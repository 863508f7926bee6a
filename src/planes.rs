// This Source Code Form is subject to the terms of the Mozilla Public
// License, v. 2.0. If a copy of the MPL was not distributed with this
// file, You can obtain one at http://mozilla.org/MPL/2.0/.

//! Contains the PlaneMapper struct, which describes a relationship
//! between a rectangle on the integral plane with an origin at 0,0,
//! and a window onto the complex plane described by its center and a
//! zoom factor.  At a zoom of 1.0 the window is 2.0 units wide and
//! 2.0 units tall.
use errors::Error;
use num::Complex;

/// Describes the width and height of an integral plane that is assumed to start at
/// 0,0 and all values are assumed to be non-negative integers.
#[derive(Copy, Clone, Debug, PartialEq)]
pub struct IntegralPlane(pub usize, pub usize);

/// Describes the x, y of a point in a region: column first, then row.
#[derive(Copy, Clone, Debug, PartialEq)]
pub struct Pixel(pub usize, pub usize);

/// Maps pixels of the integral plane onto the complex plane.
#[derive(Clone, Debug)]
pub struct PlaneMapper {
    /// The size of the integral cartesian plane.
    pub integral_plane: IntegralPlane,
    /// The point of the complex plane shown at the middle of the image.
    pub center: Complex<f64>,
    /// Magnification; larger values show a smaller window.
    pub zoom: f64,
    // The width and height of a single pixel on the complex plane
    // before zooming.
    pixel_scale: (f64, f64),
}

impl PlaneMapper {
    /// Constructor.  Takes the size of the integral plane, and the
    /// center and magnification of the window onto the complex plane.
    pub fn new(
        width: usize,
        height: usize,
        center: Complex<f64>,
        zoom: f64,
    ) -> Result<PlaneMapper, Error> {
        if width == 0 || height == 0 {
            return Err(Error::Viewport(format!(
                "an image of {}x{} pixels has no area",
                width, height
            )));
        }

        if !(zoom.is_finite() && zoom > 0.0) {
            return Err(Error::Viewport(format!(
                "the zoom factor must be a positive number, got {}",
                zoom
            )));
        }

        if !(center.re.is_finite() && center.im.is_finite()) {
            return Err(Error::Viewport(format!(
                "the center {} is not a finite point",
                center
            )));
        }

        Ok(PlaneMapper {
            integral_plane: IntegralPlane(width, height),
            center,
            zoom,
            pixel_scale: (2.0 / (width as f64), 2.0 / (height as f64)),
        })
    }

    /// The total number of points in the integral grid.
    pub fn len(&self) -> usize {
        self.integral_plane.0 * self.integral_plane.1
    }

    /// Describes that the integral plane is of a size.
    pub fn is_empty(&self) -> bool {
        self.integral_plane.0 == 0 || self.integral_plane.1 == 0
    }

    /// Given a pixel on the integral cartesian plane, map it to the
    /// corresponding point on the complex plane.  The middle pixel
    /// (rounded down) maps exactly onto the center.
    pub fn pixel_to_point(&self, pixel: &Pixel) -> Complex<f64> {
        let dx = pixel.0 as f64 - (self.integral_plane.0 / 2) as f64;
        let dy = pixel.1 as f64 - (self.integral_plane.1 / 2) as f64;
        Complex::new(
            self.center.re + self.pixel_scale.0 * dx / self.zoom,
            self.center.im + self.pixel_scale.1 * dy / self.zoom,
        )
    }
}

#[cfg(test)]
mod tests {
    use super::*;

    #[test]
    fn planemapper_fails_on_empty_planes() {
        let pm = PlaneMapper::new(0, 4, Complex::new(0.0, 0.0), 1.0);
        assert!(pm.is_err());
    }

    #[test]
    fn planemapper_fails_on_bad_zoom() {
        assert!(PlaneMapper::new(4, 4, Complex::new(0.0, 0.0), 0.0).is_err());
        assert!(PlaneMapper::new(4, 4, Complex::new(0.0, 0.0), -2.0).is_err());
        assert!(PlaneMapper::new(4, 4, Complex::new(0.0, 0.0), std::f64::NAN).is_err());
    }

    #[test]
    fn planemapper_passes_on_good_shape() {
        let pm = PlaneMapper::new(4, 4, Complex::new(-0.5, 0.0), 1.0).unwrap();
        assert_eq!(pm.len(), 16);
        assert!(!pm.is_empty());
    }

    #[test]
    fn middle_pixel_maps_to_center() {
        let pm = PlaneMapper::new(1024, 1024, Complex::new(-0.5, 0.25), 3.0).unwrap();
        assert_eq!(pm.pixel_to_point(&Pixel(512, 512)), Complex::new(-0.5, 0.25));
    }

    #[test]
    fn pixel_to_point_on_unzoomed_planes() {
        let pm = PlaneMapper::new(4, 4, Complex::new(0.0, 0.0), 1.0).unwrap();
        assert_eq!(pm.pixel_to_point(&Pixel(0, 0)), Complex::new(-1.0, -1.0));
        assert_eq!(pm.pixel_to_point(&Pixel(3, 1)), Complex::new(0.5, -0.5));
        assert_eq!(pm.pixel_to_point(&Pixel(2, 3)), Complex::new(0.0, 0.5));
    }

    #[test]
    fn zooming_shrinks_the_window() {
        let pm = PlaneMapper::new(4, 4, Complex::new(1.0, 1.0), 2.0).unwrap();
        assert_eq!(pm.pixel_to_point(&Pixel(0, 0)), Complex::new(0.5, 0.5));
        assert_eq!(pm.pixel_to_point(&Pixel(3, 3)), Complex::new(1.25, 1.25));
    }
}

━━━━━━━━

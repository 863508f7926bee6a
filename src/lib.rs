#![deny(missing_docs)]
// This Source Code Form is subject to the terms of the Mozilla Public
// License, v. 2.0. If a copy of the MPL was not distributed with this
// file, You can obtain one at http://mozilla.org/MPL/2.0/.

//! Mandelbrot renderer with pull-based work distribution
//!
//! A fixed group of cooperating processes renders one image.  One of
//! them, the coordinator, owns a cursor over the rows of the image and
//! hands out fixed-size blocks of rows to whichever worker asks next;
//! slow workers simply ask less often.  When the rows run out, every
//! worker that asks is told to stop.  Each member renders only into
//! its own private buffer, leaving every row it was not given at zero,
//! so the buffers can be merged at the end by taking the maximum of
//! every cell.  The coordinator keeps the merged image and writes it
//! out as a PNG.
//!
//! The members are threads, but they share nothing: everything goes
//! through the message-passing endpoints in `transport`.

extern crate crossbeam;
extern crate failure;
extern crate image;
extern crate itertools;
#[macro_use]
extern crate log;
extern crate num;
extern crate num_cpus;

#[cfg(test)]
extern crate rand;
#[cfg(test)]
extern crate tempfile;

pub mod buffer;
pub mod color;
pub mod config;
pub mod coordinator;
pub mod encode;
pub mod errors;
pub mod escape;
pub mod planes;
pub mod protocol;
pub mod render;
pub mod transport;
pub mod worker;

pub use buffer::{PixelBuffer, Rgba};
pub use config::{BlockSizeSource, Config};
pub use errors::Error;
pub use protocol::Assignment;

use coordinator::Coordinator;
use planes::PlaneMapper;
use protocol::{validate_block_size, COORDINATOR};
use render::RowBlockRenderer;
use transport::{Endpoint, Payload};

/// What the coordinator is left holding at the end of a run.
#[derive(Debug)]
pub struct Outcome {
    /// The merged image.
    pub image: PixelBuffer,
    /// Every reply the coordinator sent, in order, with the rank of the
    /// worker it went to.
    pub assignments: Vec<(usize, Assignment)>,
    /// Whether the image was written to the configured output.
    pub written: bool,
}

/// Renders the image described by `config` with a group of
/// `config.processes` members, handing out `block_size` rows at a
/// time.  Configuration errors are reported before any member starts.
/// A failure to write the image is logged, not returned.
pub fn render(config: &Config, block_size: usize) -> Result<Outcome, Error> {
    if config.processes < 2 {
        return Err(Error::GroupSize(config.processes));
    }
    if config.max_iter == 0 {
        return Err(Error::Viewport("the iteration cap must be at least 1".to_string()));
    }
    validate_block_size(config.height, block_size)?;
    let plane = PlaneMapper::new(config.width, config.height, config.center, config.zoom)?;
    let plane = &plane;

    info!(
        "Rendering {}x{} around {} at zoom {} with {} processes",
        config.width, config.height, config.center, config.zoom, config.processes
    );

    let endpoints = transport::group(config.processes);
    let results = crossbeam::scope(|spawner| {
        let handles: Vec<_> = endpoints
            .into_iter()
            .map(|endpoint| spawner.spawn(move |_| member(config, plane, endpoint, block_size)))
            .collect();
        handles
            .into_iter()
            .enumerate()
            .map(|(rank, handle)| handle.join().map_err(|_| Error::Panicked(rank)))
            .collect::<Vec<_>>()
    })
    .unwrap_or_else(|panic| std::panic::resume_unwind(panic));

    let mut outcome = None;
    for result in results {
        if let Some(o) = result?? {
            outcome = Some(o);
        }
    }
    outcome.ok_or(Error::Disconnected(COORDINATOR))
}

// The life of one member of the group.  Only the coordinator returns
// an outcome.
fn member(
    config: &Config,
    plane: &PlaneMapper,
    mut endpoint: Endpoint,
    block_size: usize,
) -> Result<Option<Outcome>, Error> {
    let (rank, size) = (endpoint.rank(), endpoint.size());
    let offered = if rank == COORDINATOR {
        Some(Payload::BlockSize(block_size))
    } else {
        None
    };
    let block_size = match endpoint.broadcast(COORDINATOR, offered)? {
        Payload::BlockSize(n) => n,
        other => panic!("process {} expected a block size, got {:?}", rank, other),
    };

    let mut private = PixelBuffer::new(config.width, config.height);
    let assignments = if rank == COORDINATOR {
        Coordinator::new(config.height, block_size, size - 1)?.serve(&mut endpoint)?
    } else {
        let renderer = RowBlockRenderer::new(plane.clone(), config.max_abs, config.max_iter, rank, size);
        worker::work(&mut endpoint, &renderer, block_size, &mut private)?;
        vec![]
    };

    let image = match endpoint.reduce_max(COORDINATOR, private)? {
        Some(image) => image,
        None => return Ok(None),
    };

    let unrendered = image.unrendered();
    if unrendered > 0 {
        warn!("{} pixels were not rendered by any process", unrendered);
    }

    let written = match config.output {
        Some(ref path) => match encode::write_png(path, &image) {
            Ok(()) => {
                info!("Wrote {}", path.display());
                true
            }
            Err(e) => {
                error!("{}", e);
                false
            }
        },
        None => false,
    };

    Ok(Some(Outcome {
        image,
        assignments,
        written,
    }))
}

━━━━━━━━

> Exercise directions
Tally the lines in the records that hold the word "derive", and state only the resulting number.

> Task result
4